1. Le présent Traité est soumis à ratification et entrera en vigueur à la date de réception de la dernière notification écrite attestant l'accomplissement par chacune des Parties contractantes des procédures internes requises pour son entrée en vigueur.
2. Les candidats à l'adoption dont le dossier a déjà été enregistré auprès d'une autorité régionale de l'Etat d'origine à la date d'entrée en vigueur du présent Traité ont le droit de mener à son terme la procédure d'adoption selon les modalités établies avant l'entrée en vigueur du présent Traité.
Après l'entrée en vigueur du présent traité toute autorité ou organismes publics ou organisation privée à but non lucratif exerçant l'activité d'adoption sur le territoire de l'Etat d'accueil peuvent déposer à l'autorité centrale de l'Etat d'origine une demande et les documents nécessaires pour l'obtention de l'autorisation d'exercer l'activité d'adoption sur le territoire de l'Etat d'origine s'il existe une demande de l'autorité centrale de l'Etat d'accueil.
3. Le présent Traité est conclu pour cinq ans et sera tacitement reconduit pour une durée renouvelable de cinq ans, si aucune des Parties contractantes ne notifie par écrit et par voie diplomatique à l'autre partie contractante, six mois au moins avant l'expiration de la période de validité considérée du présent Traité, sa volonté d'y mettre fin.
4. Le présent Traité peut, avec l'accord écrit des Parties contractantes, faire l'objet de modifications.
5. Tout différend entre les Parties contractantes lié à l'interprétation ou à l'application du présent Traité est réglé par voie de négociations entre les autorités centrales des Parties contractantes.

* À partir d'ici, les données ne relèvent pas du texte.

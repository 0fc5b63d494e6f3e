//! The long-lived aggregation service.
//!
//! [`FeedService`] owns the published [`FeedState`] and drives the two
//! operations that change it:
//!
//! * **refresh**: fetch every registered source, merge the batch into the
//!   feed, publish.  Runs on a repeating timer once [`FeedService::start`] is
//!   called, and on demand through [`FeedService::refresh`].
//! * **discover**: ask the discovery collaborator for new sources and merge
//!   them into the registry.  Only ever caller-triggered.
//!
//! ## Lifecycle
//!
//! ```text
//!   new() ──► start() ──► refresh ─► sleep(interval) ─► refresh ─► …
//!                 │
//!               stop() ── aborts the timer task, clears the active flag
//! ```
//!
//! The timer re-arms only after a cycle has finished, and every cycle holds
//! the cycle lock, so refreshes never overlap.  After [`FeedService::stop`]
//! the service is inert: results that arrive late are dropped without
//! touching the state.

use std::sync::atomic::{AtomicBool, Ordering};
use std::sync::{Arc, Mutex, PoisonError};
use std::time::Duration;

use chrono::Utc;
use tokio::sync::watch;
use tokio::task::JoinHandle;

use crate::error::FETCH_ERROR_MESSAGE;
use crate::merge::merge_items;
use crate::source::{FeedFetcher, FeedItem, NewsSource, SourceDiscovery};
use crate::state::{FeedState, RefreshResult};

/// Period between two scheduled refreshes unless configured otherwise.
pub const DEFAULT_REFRESH_INTERVAL: Duration = Duration::from_secs(5 * 60);

/// What a single refresh cycle did.
#[derive(Debug, Clone, Copy, PartialEq, Eq)]
pub enum CycleOutcome {
    /// `count` fetched items were merged and the feed was republished.
    Published { count: usize },
    /// The fetch succeeded but returned nothing.
    Empty,
    /// The fetch failed; the error message is set.
    Failed,
    /// The registry is empty, nothing was fetched.
    NoSources,
    /// The service was stopped before or during the cycle.
    Inactive,
}

/// What a discovery request did.
#[derive(Debug, Clone, Copy, PartialEq, Eq)]
pub enum DiscoveryOutcome {
    /// Discovery succeeded and `added` previously unknown sources were merged.
    Merged { added: usize },
    /// Another discovery was in flight; this request was ignored.
    AlreadyRunning,
    /// The collaborator failed; the registry is untouched.
    Failed,
    /// The service was stopped before or during the run.
    Inactive,
}

/// Handle to the aggregation service.  Clones share the same state.
#[derive(Clone)]
pub struct FeedService {
    inner: Arc<Inner>,
}

struct Inner {
    fetcher: Arc<dyn FeedFetcher>,
    discovery: Arc<dyn SourceDiscovery>,
    state: watch::Sender<FeedState>,
    interval: Duration,
    active: AtomicBool,
    /// Held for the whole of a refresh cycle.
    cycle: tokio::sync::Mutex<()>,
    scheduler: Mutex<Option<JoinHandle<()>>>,
}

impl Drop for Inner {
    fn drop(&mut self) {
        let slot = self.scheduler.get_mut().unwrap_or_else(PoisonError::into_inner);
        if let Some(handle) = slot.take() {
            handle.abort();
        }
    }
}

impl FeedService {
    pub fn new(
        fetcher: Arc<dyn FeedFetcher>,
        discovery: Arc<dyn SourceDiscovery>,
        initial: FeedState,
        interval: Duration,
    ) -> Self {
        let (state, _) = watch::channel(initial);
        Self {
            inner: Arc::new(Inner {
                fetcher,
                discovery,
                state,
                interval,
                active: AtomicBool::new(true),
                cycle: tokio::sync::Mutex::new(()),
                scheduler: Mutex::new(None),
            }),
        }
    }

    /// Receive every published state change.
    pub fn subscribe(&self) -> watch::Receiver<FeedState> {
        self.inner.state.subscribe()
    }

    /// A copy of the current state.
    pub fn snapshot(&self) -> FeedState {
        self.inner.state.borrow().clone()
    }

    pub fn interval(&self) -> Duration {
        self.inner.interval
    }

    /// `false` once [`stop`](Self::stop) has been called.
    pub fn is_active(&self) -> bool {
        self.inner.active.load(Ordering::SeqCst)
    }

    /// Replace the source registry.  The next refresh uses the new list.
    pub fn set_sources(&self, sources: Vec<NewsSource>) {
        self.inner.state.send_modify(|state| state.replace_sources(sources));
    }

    /// Spawn the refresh timer on the current tokio runtime.
    ///
    /// The first cycle runs immediately.  Calling `start` on a running or a
    /// stopped service does nothing.
    pub fn start(&self) {
        if !self.is_active() {
            tracing::warn!("start() called on a stopped feed service; ignoring");
            return;
        }
        let mut slot = self.inner.scheduler.lock().unwrap_or_else(PoisonError::into_inner);
        if slot.is_some() {
            return;
        }
        *slot = Some(self.spawn_scheduler());
        tracing::info!(interval_secs = self.inner.interval.as_secs(), "feed scheduler started");
    }

    /// Tear the service down: cancel the timer and any cycle it is running,
    /// and make every in-flight operation drop its result.
    pub fn stop(&self) {
        // Flip the flag under the watch lock so no publish can straddle it.
        let active = &self.inner.active;
        self.inner.state.send_if_modified(|_| {
            active.store(false, Ordering::SeqCst);
            false
        });
        let handle = self
            .inner
            .scheduler
            .lock()
            .unwrap_or_else(PoisonError::into_inner)
            .take();
        if let Some(handle) = handle {
            handle.abort();
        }
        tracing::info!("feed service stopped");
    }

    // The task only holds a weak reference between cycles, so dropping every
    // handle ends the loop even without stop().
    fn spawn_scheduler(&self) -> JoinHandle<()> {
        let weak = Arc::downgrade(&self.inner);
        let interval = self.inner.interval;
        tokio::spawn(async move {
            loop {
                match weak.upgrade() {
                    Some(inner) => {
                        FeedService { inner }.refresh().await;
                    }
                    None => break,
                }
                tokio::time::sleep(interval).await;
            }
        })
    }

    /// Run one refresh cycle now.
    ///
    /// Waits for a cycle that is already running to finish first.
    pub async fn refresh(&self) -> CycleOutcome {
        let _cycle = self.inner.cycle.lock().await;
        if !self.is_active() {
            return CycleOutcome::Inactive;
        }

        let sources = self.current_sources();
        if sources.is_empty() {
            tracing::debug!("no sources registered; skipping refresh");
            return CycleOutcome::NoSources;
        }

        if !self.publish_if_active(FeedState::begin_refresh) {
            return CycleOutcome::Inactive;
        }
        let fetched = self.inner.fetcher.fetch_all(&sources).await;
        if !self.is_active() {
            tracing::debug!("service stopped during fetch; dropping result");
            return CycleOutcome::Inactive;
        }

        let (result, outcome) = match fetched {
            Ok(fresh) if fresh.is_empty() => {
                tracing::debug!("refresh returned no items");
                (RefreshResult::Unchanged, CycleOutcome::Empty)
            }
            Ok(fresh) => {
                let count = fresh.len();
                let items = self.merged_with(fresh);
                (
                    RefreshResult::Published { items, at: Utc::now() },
                    CycleOutcome::Published { count },
                )
            }
            Err(e) => {
                tracing::warn!(error = %e, "refresh failed");
                (
                    RefreshResult::Failed(FETCH_ERROR_MESSAGE.to_string()),
                    CycleOutcome::Failed,
                )
            }
        };

        if !self.publish_if_active(|state| state.finish_refresh(result)) {
            tracing::debug!("service stopped before publishing; dropping result");
            return CycleOutcome::Inactive;
        }
        if let CycleOutcome::Published { count } = outcome {
            let total = self.inner.state.borrow().items.len();
            tracing::info!(fetched = count, total, "feed refreshed");
        }
        outcome
    }

    /// Run source discovery and merge what it finds into the registry.
    ///
    /// Known urls keep their existing configuration.  A request made while
    /// another run is in flight is ignored.  Failures are logged and never
    /// surface as an error on the state.
    pub async fn discover(&self) -> DiscoveryOutcome {
        if !self.is_active() {
            return DiscoveryOutcome::Inactive;
        }
        let active = &self.inner.active;
        let started = self.inner.state.send_if_modified(|state| {
            active.load(Ordering::SeqCst) && state.try_begin_discovery()
        });
        if !started {
            if !self.is_active() {
                return DiscoveryOutcome::Inactive;
            }
            tracing::debug!("discovery already in flight; ignoring request");
            return DiscoveryOutcome::AlreadyRunning;
        }

        let result = self.inner.discovery.discover().await;
        if !self.is_active() {
            tracing::debug!("service stopped during discovery; dropping result");
            return DiscoveryOutcome::Inactive;
        }

        match result {
            Ok(found) => {
                let candidates = found.len();
                let mut added = 0;
                if !self.publish_if_active(|state| added = state.finish_discovery(Some(found))) {
                    tracing::debug!("service stopped before merging sources; dropping result");
                    return DiscoveryOutcome::Inactive;
                }
                tracing::info!(candidates, added, "discovery finished");
                DiscoveryOutcome::Merged { added }
            }
            Err(e) => {
                tracing::warn!(error = %e, "discovery failed");
                if !self.publish_if_active(|state| {
                    state.finish_discovery(None);
                }) {
                    return DiscoveryOutcome::Inactive;
                }
                DiscoveryOutcome::Failed
            }
        }
    }

    /// Apply `modify` and notify subscribers, unless the service has been
    /// stopped.  The flag is read under the watch lock, the same lock
    /// [`stop`](Self::stop) takes to clear it.
    fn publish_if_active(&self, modify: impl FnOnce(&mut FeedState)) -> bool {
        let active = &self.inner.active;
        self.inner.state.send_if_modified(|state| {
            if !active.load(Ordering::SeqCst) {
                return false;
            }
            modify(state);
            true
        })
    }

    fn current_sources(&self) -> Vec<NewsSource> {
        self.inner.state.borrow().sources.clone()
    }

    fn merged_with(&self, fresh: Vec<FeedItem>) -> Vec<FeedItem> {
        merge_items(&self.inner.state.borrow().items, fresh)
    }
}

Si lesdites autorités centrales ne parviennent pas à un accord, le différend est réglé par la voie diplomatique.
En foi de quoi les soussignés, dûment habilités à cette fin, ont signé le présent Traité.
Fait à Moscou le 18 novembre 2011 en deux exemplaires, chacun en langues française et russe, les deux textes faisant également foi.


Fait le 16 janvier 2014.


François Hollande


Par le Président de la République :


Le Premier ministre,

Jean-Marc Ayrault

Le ministre des affaires étrangères,

Laurent Fabius


Pour la République française :

Michel Mercier

Garde des Sceaux,

ministre de la Justice

et des libertés

Pour la Fédération de Russie :

Alexandre Konovalov

Ministre de la Justice

(1) Le présent traité est entré en vigueur le 27 décembre 2013.